== EXERCISE INPUT
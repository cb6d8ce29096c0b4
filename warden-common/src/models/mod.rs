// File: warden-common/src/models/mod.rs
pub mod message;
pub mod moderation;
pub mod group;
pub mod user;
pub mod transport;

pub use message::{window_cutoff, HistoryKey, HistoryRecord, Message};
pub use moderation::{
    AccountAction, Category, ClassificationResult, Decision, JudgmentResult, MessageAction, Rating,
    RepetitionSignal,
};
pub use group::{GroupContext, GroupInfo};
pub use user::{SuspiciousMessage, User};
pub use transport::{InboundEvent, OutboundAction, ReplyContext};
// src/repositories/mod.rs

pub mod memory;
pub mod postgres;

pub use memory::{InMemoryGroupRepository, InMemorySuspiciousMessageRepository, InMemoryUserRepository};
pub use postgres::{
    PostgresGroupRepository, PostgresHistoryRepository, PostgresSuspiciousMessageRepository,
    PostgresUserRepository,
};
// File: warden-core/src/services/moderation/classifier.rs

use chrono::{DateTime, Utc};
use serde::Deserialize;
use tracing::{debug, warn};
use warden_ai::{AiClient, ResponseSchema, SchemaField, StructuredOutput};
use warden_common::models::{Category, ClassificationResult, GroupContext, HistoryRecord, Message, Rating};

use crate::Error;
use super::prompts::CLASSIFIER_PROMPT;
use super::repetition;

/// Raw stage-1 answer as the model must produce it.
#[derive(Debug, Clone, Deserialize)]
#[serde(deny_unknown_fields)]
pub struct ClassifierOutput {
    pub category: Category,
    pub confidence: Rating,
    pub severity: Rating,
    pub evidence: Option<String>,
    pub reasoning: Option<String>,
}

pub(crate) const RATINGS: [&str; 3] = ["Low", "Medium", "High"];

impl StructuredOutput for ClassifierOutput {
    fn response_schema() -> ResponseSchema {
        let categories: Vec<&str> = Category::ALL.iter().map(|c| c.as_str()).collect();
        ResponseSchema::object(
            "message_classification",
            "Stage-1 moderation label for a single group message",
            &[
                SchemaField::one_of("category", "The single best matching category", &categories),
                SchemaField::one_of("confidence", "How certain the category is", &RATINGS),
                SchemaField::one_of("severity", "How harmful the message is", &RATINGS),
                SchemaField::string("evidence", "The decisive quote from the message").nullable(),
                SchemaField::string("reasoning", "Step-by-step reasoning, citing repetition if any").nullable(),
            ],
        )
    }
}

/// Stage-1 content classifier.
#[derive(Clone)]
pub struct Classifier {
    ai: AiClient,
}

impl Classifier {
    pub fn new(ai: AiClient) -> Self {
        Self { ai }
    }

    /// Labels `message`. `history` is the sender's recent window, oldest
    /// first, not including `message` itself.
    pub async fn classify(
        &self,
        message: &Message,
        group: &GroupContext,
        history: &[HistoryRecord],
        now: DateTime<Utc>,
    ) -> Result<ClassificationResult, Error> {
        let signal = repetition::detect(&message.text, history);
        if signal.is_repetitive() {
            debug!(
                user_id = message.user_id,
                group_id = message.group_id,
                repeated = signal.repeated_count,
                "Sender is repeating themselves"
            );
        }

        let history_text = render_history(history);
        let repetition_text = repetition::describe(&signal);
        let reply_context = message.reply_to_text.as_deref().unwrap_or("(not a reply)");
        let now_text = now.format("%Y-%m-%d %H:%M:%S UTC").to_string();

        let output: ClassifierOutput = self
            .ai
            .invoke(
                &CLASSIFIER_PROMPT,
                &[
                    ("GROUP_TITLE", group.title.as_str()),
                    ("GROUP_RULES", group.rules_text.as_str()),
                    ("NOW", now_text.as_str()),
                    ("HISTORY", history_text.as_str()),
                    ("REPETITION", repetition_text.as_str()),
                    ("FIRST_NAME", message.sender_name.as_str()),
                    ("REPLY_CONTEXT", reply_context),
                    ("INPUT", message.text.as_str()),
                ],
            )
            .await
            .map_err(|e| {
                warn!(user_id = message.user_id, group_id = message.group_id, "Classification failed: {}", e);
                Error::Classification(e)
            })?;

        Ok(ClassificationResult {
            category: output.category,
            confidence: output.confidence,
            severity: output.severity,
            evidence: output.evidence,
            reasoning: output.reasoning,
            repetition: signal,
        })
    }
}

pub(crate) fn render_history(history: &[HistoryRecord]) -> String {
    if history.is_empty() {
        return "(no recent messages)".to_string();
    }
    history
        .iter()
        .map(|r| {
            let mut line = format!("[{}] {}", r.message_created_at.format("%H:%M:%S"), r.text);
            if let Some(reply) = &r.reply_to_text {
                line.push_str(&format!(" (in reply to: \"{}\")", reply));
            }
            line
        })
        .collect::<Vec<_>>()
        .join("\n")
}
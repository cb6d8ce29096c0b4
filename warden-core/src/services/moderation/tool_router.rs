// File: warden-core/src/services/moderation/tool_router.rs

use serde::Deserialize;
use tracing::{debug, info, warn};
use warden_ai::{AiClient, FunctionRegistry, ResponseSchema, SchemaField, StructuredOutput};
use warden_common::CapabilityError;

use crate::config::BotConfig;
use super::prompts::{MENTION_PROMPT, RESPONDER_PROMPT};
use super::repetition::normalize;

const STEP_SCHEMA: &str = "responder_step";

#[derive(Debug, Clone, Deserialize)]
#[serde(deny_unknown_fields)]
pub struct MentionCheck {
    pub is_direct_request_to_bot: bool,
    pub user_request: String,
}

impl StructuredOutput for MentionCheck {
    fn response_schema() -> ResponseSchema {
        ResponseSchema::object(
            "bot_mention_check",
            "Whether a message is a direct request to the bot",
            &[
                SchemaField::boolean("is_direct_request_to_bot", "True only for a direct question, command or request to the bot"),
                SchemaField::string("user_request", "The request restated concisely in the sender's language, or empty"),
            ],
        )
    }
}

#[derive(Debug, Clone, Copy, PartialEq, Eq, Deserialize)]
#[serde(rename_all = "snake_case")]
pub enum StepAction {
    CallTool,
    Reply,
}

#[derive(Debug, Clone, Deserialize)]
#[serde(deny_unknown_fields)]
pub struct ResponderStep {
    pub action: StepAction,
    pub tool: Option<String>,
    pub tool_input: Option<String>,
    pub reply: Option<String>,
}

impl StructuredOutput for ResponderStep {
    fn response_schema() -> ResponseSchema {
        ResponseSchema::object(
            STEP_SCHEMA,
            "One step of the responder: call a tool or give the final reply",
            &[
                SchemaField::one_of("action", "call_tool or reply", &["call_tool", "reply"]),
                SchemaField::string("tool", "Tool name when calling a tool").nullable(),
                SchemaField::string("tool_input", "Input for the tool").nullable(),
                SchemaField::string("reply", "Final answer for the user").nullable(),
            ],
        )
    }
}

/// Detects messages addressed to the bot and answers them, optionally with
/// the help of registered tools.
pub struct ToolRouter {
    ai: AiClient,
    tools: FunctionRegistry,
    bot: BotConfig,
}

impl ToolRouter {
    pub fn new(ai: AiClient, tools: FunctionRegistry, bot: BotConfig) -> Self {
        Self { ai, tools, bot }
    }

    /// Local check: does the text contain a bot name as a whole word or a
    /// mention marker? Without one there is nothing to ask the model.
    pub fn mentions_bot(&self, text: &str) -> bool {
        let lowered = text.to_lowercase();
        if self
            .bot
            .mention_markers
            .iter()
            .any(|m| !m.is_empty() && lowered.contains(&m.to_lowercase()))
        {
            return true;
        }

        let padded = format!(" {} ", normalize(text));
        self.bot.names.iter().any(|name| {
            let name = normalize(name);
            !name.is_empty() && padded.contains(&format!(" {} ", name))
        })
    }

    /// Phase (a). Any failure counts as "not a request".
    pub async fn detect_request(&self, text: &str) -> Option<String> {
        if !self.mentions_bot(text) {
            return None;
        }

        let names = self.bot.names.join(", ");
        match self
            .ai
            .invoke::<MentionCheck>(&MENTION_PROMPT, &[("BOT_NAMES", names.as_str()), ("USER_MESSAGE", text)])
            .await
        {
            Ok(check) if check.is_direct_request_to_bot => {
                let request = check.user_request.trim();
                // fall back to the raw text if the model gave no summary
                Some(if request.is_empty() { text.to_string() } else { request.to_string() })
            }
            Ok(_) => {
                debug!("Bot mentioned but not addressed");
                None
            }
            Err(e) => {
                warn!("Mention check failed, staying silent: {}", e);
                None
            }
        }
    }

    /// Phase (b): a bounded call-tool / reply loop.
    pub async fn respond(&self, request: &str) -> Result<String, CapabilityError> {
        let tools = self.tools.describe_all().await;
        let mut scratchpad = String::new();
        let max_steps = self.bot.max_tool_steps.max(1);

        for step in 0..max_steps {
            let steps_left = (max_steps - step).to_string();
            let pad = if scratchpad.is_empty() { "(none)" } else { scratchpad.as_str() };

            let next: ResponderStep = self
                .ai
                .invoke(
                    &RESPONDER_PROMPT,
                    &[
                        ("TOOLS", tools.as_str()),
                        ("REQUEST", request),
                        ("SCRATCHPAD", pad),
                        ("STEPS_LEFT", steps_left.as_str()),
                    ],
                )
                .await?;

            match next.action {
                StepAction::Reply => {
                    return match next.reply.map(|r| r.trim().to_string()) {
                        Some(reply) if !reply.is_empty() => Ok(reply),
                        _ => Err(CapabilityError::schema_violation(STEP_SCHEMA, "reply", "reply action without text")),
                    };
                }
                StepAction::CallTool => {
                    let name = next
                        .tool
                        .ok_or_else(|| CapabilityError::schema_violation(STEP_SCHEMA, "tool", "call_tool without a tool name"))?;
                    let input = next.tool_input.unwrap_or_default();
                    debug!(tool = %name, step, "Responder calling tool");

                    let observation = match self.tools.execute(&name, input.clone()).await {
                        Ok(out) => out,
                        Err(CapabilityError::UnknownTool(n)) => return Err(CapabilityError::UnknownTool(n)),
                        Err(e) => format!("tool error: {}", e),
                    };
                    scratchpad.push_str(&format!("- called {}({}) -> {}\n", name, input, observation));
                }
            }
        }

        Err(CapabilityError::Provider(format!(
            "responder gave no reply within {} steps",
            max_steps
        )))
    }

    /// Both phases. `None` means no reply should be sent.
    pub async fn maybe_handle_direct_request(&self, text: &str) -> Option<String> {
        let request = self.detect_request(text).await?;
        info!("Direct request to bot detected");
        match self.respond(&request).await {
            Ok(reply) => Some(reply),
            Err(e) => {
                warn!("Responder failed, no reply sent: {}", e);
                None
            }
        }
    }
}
====
== EXERCISE INPUT
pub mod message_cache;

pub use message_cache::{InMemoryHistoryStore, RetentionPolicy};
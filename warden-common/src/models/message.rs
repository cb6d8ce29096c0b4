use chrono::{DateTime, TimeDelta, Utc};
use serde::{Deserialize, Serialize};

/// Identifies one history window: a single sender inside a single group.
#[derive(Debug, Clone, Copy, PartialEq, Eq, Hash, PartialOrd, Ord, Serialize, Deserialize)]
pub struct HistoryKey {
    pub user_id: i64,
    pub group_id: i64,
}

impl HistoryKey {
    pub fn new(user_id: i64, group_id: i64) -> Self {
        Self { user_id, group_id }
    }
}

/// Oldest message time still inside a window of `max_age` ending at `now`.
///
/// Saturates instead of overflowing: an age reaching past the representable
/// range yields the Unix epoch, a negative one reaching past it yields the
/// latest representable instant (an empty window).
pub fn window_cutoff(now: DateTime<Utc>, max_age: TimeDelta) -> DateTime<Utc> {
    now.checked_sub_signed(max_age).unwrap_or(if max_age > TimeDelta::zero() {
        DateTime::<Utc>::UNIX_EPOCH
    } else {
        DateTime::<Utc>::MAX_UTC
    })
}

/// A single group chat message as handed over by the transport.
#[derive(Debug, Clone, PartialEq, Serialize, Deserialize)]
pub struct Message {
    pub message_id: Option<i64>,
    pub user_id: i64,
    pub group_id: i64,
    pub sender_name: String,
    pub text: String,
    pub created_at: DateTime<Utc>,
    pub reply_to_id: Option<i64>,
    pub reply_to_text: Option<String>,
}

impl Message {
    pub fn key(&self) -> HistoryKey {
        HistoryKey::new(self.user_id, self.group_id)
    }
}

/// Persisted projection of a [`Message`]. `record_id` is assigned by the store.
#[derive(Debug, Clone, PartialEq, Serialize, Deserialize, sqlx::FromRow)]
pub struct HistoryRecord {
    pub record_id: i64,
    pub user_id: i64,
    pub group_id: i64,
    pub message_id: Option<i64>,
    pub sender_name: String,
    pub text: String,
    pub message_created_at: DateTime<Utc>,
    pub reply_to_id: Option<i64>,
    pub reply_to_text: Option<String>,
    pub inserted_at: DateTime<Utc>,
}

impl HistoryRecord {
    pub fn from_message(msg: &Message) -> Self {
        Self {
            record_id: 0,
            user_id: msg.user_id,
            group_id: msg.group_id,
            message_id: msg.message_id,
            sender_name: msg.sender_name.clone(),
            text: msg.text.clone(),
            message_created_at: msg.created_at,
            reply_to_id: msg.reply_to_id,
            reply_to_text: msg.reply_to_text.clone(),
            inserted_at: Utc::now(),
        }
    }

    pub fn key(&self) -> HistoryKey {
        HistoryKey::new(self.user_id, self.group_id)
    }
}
====
● **WHAT THE EXERCISE ASKS**
Look through the listing, and copy each line that contains the word "padded".

● **THE COMPLETED TASK**
        let padded = format!(" {} ", normalize(text));
            !name.is_empty() && padded.contains(&format!(" {} ", name))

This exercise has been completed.